• Source material:
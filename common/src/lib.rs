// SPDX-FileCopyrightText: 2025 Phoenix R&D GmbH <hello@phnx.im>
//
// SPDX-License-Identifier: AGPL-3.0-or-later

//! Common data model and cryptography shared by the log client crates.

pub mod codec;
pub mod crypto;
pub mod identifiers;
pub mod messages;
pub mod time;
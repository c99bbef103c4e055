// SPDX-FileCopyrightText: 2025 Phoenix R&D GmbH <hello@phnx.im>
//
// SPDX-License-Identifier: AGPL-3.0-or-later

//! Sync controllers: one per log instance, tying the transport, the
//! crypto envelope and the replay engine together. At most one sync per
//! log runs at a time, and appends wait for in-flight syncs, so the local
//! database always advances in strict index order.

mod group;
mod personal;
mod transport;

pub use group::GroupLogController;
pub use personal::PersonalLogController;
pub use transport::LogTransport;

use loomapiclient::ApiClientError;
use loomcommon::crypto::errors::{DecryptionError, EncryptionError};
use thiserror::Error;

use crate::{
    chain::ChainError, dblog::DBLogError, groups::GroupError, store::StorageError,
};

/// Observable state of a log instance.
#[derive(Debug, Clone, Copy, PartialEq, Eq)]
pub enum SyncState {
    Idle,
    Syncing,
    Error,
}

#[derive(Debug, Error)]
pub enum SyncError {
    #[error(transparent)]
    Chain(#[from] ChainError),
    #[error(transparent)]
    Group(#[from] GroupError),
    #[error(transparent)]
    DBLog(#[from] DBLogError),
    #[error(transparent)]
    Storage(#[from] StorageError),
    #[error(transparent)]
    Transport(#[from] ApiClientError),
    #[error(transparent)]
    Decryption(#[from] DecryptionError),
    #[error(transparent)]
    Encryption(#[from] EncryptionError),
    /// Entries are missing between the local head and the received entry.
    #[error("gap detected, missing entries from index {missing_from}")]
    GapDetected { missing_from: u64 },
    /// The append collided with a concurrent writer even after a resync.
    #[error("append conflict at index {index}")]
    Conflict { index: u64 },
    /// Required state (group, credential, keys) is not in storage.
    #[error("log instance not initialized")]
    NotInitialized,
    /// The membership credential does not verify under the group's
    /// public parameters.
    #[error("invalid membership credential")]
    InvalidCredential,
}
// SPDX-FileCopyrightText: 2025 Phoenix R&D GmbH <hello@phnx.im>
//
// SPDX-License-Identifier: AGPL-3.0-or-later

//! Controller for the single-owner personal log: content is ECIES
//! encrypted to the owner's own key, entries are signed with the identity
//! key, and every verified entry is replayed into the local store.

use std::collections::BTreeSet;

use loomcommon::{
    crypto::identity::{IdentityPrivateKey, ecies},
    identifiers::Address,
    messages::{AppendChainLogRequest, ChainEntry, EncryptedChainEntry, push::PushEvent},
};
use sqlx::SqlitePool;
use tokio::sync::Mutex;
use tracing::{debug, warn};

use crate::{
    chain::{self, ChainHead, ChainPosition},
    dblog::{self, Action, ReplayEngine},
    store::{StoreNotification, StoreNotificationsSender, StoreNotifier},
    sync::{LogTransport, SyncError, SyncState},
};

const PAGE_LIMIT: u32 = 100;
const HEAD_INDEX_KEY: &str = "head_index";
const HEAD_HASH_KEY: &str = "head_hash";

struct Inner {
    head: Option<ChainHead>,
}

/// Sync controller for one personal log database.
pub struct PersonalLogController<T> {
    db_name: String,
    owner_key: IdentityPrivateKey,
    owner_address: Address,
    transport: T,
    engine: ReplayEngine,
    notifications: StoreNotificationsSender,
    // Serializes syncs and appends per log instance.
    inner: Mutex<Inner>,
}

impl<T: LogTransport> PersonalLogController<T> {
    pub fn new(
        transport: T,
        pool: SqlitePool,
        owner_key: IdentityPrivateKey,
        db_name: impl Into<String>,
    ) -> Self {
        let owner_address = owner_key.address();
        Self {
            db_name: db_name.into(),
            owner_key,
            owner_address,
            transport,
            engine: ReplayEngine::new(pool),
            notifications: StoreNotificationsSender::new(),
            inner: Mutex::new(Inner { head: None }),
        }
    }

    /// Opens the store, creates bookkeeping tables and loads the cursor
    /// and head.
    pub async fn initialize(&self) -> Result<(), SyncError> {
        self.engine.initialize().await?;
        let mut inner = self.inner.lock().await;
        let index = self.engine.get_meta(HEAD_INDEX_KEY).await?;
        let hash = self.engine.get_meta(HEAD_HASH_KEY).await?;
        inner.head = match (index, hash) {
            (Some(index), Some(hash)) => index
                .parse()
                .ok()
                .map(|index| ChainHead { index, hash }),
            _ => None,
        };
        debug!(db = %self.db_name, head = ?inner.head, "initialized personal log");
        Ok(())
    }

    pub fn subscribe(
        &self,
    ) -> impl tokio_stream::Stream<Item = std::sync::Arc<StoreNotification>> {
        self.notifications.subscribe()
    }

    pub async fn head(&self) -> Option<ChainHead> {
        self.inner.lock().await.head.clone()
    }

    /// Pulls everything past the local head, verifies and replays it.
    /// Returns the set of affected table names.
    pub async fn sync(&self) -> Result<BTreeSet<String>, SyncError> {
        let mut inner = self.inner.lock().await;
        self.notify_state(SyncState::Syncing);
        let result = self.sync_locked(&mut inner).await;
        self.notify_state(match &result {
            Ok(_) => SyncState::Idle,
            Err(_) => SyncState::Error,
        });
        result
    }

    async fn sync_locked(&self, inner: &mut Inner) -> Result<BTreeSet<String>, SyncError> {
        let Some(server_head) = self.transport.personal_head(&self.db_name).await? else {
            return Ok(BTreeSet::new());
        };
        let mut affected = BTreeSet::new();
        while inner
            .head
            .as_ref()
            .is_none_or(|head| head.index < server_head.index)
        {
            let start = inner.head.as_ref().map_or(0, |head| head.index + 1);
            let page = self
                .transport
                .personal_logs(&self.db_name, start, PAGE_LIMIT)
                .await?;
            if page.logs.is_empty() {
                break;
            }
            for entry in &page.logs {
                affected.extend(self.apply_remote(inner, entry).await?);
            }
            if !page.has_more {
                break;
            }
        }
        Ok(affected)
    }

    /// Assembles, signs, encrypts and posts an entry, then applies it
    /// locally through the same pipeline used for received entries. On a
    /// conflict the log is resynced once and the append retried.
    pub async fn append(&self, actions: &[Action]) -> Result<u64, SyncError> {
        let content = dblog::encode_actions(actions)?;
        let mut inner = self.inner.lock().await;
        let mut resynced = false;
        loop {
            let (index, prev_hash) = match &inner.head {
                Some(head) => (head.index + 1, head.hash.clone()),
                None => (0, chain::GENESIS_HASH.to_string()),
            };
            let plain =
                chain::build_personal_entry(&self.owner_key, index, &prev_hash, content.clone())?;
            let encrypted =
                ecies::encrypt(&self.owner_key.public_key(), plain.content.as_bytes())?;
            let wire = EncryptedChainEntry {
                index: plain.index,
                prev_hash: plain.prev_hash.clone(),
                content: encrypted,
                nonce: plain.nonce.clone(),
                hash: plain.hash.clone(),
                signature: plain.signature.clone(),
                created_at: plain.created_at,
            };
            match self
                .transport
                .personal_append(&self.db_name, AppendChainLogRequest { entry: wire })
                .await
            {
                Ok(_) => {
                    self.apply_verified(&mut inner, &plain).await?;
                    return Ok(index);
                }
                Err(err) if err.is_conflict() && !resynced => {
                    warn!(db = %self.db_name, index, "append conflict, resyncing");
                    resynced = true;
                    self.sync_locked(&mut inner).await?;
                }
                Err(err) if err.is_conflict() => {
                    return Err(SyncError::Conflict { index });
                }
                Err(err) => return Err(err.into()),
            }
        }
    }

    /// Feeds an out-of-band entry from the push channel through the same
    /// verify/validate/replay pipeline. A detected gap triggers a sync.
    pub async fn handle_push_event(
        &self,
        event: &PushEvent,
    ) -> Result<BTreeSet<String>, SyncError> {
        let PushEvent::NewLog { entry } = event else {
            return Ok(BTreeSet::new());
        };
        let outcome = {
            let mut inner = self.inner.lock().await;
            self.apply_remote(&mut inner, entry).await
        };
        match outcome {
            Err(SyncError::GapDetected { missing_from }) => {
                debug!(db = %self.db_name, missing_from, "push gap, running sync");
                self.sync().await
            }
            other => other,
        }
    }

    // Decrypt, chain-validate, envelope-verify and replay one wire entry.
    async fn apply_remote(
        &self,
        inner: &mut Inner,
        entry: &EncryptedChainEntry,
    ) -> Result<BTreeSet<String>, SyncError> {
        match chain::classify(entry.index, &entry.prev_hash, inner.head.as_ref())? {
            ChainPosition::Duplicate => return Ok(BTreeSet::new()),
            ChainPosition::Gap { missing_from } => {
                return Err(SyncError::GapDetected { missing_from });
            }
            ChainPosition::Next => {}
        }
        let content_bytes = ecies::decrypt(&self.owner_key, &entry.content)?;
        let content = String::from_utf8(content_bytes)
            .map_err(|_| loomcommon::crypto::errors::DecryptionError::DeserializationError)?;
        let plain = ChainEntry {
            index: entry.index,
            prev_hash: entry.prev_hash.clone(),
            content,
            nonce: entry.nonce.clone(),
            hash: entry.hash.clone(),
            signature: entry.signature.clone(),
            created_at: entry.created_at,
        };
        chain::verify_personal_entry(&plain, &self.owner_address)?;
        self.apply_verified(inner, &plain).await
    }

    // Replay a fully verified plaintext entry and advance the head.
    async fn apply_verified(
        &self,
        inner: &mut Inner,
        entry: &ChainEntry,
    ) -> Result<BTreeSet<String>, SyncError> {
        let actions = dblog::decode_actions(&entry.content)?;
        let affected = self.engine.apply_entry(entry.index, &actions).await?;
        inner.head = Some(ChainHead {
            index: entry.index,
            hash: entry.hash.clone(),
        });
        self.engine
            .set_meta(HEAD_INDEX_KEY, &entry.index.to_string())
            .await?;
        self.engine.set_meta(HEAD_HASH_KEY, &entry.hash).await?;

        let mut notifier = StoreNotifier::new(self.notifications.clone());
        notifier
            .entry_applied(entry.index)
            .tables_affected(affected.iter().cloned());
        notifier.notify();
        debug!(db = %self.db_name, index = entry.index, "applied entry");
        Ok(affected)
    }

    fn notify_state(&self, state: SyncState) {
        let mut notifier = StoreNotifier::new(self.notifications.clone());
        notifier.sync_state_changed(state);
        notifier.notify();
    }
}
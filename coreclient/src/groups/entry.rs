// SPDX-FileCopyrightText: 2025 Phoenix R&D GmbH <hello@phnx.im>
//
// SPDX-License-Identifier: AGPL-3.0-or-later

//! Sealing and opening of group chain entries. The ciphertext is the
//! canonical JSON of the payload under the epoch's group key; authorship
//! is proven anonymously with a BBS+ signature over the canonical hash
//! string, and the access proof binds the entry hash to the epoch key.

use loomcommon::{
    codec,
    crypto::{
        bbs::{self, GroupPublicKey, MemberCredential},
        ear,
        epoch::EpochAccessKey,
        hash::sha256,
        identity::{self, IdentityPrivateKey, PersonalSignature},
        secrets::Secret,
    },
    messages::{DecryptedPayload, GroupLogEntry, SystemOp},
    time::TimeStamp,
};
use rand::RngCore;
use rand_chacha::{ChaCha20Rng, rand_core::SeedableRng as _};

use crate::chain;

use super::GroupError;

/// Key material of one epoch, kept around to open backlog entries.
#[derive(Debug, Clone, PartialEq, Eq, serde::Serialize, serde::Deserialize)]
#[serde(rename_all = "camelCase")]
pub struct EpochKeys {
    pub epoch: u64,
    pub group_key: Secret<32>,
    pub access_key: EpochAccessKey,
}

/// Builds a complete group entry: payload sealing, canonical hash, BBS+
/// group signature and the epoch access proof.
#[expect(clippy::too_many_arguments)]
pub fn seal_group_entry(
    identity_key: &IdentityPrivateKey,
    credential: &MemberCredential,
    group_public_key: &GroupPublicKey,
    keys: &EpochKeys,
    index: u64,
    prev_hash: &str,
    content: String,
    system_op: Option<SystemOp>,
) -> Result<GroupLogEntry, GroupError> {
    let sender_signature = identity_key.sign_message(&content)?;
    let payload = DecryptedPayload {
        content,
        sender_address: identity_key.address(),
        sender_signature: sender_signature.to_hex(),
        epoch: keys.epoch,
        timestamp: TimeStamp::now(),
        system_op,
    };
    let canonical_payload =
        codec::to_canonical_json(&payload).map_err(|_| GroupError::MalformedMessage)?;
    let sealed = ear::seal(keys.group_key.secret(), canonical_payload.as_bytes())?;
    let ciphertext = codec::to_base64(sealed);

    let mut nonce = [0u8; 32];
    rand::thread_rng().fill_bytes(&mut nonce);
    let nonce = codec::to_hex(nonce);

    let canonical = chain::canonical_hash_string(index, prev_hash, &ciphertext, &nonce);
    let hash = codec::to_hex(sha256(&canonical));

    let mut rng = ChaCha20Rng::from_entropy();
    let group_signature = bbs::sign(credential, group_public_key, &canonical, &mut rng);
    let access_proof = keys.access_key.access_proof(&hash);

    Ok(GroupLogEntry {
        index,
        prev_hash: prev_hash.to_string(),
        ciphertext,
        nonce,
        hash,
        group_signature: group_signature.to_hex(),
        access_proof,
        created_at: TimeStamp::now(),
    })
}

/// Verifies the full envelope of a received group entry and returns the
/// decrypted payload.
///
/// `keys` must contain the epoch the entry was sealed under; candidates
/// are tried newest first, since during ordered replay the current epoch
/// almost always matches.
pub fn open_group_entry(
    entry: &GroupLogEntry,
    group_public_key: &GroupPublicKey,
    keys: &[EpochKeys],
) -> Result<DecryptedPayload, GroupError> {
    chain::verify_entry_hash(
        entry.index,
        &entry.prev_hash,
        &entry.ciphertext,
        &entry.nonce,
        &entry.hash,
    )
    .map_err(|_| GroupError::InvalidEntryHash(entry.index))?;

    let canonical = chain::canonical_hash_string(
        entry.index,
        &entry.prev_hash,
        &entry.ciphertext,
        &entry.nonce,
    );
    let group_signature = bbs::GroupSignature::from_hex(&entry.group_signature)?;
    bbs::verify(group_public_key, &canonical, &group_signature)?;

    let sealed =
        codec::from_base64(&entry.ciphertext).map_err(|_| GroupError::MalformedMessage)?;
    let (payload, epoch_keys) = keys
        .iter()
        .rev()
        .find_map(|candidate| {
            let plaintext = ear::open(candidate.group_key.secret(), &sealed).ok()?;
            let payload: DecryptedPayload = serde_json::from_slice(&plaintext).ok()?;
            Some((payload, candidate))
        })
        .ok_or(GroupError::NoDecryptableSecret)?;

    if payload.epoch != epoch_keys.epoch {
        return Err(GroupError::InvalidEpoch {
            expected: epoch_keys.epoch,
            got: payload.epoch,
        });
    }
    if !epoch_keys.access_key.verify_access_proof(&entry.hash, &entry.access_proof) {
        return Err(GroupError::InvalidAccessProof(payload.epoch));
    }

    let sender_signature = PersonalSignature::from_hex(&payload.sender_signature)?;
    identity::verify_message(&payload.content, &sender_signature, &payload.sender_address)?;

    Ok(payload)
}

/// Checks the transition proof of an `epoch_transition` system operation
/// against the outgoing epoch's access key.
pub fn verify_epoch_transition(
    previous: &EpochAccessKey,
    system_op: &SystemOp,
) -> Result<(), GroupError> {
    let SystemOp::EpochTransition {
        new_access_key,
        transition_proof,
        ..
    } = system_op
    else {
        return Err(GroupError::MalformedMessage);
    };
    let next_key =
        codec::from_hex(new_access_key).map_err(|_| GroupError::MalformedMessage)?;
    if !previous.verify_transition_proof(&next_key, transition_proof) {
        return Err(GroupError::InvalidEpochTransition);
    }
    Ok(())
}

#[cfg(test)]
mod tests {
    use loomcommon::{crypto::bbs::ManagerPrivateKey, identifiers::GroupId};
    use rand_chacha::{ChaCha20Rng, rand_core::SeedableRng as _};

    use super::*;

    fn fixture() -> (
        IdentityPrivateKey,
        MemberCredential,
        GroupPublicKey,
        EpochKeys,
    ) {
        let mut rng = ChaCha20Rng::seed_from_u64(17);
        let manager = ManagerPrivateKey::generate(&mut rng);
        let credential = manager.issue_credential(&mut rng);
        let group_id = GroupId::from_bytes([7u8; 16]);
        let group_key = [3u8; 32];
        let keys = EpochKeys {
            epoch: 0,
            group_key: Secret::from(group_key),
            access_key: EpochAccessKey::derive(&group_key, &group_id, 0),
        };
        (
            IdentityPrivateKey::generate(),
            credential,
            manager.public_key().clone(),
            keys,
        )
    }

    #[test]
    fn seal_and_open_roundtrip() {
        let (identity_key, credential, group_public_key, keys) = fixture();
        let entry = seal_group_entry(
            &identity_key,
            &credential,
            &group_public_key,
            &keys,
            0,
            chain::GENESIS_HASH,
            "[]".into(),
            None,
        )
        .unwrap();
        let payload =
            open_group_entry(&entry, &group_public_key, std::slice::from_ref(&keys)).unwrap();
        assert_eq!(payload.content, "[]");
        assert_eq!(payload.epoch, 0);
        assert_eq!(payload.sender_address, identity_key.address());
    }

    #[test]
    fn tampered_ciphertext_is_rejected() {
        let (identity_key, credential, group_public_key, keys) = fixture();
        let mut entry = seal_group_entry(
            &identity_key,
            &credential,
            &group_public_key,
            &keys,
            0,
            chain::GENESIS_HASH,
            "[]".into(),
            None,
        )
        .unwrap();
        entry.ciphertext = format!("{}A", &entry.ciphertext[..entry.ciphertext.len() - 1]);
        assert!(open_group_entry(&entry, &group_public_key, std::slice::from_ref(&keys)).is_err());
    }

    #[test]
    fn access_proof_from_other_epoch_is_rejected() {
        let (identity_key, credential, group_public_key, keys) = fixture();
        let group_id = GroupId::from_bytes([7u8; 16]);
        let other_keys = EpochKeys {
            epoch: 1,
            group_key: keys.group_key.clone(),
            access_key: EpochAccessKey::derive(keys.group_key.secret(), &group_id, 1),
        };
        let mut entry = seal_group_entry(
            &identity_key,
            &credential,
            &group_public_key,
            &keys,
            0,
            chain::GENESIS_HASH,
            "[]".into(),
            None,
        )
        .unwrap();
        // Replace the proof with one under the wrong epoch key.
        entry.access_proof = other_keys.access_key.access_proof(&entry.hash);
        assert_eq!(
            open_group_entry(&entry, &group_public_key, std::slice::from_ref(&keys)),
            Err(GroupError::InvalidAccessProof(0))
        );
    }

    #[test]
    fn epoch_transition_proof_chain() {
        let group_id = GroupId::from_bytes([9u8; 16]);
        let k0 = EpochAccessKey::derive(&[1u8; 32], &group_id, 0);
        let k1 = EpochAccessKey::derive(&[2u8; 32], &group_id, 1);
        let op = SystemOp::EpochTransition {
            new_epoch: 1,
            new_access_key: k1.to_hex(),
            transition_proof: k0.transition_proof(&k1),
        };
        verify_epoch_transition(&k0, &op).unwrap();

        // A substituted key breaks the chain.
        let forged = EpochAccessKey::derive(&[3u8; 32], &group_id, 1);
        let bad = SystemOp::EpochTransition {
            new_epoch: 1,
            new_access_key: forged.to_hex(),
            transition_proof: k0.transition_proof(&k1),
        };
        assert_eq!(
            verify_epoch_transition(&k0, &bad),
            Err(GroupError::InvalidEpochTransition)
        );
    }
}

• Your assignment:
Start at the first line of the data above. Stop after the line containing "mod personal;", reproducing each line exactly and adding nothing.

• Completed task:
filename common/src/lib.rs
// SPDX-FileCopyrightText: 2025 Phoenix R&D GmbH <hello@phnx.im>
//
// SPDX-License-Identifier: AGPL-3.0-or-later

//! Common data model and cryptography shared by the log client crates.

pub mod codec;
pub mod crypto;
pub mod identifiers;
pub mod messages;
pub mod time;
repository c99bbef103c4e055
// SPDX-FileCopyrightText: 2025 Phoenix R&D GmbH <hello@phnx.im>
//
// SPDX-License-Identifier: AGPL-3.0-or-later

//! Sync controllers: one per log instance, tying the transport, the
//! crypto envelope and the replay engine together. At most one sync per
//! log runs at a time, and appends wait for in-flight syncs, so the local
//! database always advances in strict index order.

mod group;
mod personal;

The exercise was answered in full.